» **Information**
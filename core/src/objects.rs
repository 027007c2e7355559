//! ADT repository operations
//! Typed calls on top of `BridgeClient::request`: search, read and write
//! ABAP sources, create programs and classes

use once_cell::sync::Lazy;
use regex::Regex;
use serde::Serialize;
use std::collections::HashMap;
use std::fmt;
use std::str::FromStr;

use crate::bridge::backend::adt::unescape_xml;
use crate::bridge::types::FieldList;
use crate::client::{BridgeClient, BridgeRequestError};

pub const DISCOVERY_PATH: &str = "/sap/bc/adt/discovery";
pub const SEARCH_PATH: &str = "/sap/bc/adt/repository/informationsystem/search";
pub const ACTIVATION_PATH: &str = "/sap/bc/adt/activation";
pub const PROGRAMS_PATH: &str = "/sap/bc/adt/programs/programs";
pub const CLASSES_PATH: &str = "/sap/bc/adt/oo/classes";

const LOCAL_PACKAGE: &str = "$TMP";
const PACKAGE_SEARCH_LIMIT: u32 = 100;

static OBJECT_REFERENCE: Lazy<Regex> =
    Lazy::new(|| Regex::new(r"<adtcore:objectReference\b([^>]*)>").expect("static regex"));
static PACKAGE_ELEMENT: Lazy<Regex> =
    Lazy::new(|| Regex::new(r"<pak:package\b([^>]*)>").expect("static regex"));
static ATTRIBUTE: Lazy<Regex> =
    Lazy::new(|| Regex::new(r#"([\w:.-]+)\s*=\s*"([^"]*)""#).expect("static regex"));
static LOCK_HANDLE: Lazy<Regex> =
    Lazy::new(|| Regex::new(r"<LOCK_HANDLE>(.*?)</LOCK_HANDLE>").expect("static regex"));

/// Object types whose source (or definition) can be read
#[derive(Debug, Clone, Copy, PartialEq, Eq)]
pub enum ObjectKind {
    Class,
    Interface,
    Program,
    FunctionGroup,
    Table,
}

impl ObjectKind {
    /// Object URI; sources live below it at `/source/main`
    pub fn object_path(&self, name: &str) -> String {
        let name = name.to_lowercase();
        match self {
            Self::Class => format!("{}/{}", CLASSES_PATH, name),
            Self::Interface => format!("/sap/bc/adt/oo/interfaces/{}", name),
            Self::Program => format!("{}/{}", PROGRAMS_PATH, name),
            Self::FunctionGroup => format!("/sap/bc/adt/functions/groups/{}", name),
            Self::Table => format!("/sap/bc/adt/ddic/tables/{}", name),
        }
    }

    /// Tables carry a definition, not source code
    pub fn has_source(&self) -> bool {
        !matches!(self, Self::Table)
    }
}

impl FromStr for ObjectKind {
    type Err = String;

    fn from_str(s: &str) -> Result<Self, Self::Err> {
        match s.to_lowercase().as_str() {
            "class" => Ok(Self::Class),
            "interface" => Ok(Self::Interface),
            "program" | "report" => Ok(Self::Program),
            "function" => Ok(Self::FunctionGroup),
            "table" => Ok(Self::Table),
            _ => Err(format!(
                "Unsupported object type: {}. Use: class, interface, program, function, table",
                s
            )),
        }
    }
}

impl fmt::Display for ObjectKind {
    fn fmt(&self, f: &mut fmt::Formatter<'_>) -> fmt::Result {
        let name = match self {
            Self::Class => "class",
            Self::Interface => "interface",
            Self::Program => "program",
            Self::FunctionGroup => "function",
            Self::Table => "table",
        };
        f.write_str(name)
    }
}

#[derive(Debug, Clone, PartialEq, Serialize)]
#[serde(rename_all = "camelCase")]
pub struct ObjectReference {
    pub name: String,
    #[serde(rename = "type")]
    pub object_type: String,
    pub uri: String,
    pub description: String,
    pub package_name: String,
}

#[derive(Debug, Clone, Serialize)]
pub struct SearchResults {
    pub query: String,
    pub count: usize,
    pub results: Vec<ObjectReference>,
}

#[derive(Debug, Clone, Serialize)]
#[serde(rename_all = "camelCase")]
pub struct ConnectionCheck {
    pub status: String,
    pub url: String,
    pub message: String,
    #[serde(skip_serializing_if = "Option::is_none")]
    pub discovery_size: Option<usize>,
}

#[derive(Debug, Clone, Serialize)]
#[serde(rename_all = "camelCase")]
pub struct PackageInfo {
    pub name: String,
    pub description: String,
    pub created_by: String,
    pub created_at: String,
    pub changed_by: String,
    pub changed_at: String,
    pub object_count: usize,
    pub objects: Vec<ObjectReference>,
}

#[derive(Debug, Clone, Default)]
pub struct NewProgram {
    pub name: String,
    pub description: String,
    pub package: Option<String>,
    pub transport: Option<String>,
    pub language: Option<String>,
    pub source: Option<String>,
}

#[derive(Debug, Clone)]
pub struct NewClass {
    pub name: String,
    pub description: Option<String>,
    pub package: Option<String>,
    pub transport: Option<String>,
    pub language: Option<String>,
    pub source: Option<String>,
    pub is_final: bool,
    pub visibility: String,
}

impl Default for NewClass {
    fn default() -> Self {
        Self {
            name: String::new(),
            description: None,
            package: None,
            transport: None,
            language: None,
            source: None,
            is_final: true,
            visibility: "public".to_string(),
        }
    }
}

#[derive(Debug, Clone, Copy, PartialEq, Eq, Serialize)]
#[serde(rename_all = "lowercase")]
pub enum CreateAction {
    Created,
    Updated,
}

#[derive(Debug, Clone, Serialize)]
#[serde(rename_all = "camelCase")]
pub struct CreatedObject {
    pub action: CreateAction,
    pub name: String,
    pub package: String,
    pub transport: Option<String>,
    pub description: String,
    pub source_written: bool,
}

» **Work order**
On how many lines of the data does the word "FunctionGroup" appear? Reply with the number alone.

» **Response area**
4